> **Provided data**:

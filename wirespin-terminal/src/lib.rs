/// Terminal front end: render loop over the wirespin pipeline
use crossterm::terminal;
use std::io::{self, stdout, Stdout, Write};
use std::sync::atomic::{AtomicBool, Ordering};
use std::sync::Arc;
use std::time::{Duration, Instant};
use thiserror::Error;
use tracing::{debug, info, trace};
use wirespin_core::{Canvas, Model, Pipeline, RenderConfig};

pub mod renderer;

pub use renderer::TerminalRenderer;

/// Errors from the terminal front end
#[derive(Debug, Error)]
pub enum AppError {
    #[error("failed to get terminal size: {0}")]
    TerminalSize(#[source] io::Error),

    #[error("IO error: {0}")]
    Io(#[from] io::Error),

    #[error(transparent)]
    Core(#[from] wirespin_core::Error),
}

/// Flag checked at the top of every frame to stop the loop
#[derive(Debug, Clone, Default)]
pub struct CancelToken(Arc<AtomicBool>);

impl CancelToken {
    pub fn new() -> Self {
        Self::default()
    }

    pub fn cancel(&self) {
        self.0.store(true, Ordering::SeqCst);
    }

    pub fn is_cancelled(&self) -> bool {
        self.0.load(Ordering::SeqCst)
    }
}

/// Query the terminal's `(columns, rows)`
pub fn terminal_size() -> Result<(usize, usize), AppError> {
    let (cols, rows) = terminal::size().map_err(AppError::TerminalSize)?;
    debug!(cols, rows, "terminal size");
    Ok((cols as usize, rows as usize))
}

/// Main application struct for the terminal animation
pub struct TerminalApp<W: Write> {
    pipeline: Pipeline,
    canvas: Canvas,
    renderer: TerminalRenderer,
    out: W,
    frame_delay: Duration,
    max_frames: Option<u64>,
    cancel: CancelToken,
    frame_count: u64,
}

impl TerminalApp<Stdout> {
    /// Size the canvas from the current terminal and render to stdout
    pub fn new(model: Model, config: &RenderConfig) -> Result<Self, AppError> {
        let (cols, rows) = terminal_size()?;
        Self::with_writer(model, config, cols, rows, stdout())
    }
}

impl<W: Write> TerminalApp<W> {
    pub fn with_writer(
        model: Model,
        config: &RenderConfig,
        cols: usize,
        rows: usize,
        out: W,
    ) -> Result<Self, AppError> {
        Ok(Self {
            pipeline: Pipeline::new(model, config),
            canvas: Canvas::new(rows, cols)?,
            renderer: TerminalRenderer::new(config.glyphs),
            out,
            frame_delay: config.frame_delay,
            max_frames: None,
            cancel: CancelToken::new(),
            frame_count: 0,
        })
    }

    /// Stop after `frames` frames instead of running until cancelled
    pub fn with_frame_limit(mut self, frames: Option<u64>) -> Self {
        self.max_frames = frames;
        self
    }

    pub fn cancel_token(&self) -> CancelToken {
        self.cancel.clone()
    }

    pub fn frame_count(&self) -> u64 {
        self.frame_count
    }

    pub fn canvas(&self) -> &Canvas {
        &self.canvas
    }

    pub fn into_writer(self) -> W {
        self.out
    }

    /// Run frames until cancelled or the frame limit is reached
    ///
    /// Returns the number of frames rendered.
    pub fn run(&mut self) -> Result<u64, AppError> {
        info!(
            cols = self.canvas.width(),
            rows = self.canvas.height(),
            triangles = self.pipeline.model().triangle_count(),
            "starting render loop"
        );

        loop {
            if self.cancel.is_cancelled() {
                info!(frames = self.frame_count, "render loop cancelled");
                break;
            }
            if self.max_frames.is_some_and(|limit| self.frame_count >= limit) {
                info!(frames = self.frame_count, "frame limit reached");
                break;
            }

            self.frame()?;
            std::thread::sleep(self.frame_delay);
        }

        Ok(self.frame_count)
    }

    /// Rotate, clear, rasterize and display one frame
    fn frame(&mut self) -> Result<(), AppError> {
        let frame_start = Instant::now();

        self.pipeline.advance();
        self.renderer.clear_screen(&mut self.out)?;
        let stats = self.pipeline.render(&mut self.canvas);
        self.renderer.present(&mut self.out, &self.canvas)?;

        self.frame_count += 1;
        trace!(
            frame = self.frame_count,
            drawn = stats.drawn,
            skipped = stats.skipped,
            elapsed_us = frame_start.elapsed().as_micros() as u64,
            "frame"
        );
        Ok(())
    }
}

> **What you have to do**:
Retype the material above, line by line, exactly.

> **Solved problem**:
filename wirespin-terminal/src/lib.rs
/// Terminal front end: render loop over the wirespin pipeline
use crossterm::terminal;
use std::io::{self, stdout, Stdout, Write};
use std::sync::atomic::{AtomicBool, Ordering};
use std::sync::Arc;
use std::time::{Duration, Instant};
use thiserror::Error;
use tracing::{debug, info, trace};
use wirespin_core::{Canvas, Model, Pipeline, RenderConfig};

pub mod renderer;

pub use renderer::TerminalRenderer;

/// Errors from the terminal front end
#[derive(Debug, Error)]
pub enum AppError {
    #[error("failed to get terminal size: {0}")]
    TerminalSize(#[source] io::Error),

    #[error("IO error: {0}")]
    Io(#[from] io::Error),

    #[error(transparent)]
    Core(#[from] wirespin_core::Error),
}

/// Flag checked at the top of every frame to stop the loop
#[derive(Debug, Clone, Default)]
pub struct CancelToken(Arc<AtomicBool>);

impl CancelToken {
    pub fn new() -> Self {
        Self::default()
    }

    pub fn cancel(&self) {
        self.0.store(true, Ordering::SeqCst);
    }

    pub fn is_cancelled(&self) -> bool {
        self.0.load(Ordering::SeqCst)
    }
}

/// Query the terminal's `(columns, rows)`
pub fn terminal_size() -> Result<(usize, usize), AppError> {
    let (cols, rows) = terminal::size().map_err(AppError::TerminalSize)?;
    debug!(cols, rows, "terminal size");
    Ok((cols as usize, rows as usize))
}

/// Main application struct for the terminal animation
pub struct TerminalApp<W: Write> {
    pipeline: Pipeline,
    canvas: Canvas,
    renderer: TerminalRenderer,
    out: W,
    frame_delay: Duration,
    max_frames: Option<u64>,
    cancel: CancelToken,
    frame_count: u64,
}

impl TerminalApp<Stdout> {
    /// Size the canvas from the current terminal and render to stdout
    pub fn new(model: Model, config: &RenderConfig) -> Result<Self, AppError> {
        let (cols, rows) = terminal_size()?;
        Self::with_writer(model, config, cols, rows, stdout())
    }
}

impl<W: Write> TerminalApp<W> {
    pub fn with_writer(
        model: Model,
        config: &RenderConfig,
        cols: usize,
        rows: usize,
        out: W,
    ) -> Result<Self, AppError> {
        Ok(Self {
            pipeline: Pipeline::new(model, config),
            canvas: Canvas::new(rows, cols)?,
            renderer: TerminalRenderer::new(config.glyphs),
            out,
            frame_delay: config.frame_delay,
            max_frames: None,
            cancel: CancelToken::new(),
            frame_count: 0,
        })
    }

    /// Stop after `frames` frames instead of running until cancelled
    pub fn with_frame_limit(mut self, frames: Option<u64>) -> Self {
        self.max_frames = frames;
        self
    }

    pub fn cancel_token(&self) -> CancelToken {
        self.cancel.clone()
    }

    pub fn frame_count(&self) -> u64 {
        self.frame_count
    }

    pub fn canvas(&self) -> &Canvas {
        &self.canvas
    }

    pub fn into_writer(self) -> W {
        self.out
    }

    /// Run frames until cancelled or the frame limit is reached
    ///
    /// Returns the number of frames rendered.
    pub fn run(&mut self) -> Result<u64, AppError> {
        info!(
            cols = self.canvas.width(),
            rows = self.canvas.height(),
            triangles = self.pipeline.model().triangle_count(),
            "starting render loop"
        );

        loop {
            if self.cancel.is_cancelled() {
                info!(frames = self.frame_count, "render loop cancelled");
                break;
            }
            if self.max_frames.is_some_and(|limit| self.frame_count >= limit) {
                info!(frames = self.frame_count, "frame limit reached");
                break;
            }

            self.frame()?;
            std::thread::sleep(self.frame_delay);
        }

        Ok(self.frame_count)
    }

    /// Rotate, clear, rasterize and display one frame
    fn frame(&mut self) -> Result<(), AppError> {
        let frame_start = Instant::now();

        self.pipeline.advance();
        self.renderer.clear_screen(&mut self.out)?;
        let stats = self.pipeline.render(&mut self.canvas);
        self.renderer.present(&mut self.out, &self.canvas)?;

        self.frame_count += 1;
        trace!(
            frame = self.frame_count,
            drawn = stats.drawn,
            skipped = stats.skipped,
            elapsed_us = frame_start.elapsed().as_micros() as u64,
            "frame"
        );
        Ok(())
    }
}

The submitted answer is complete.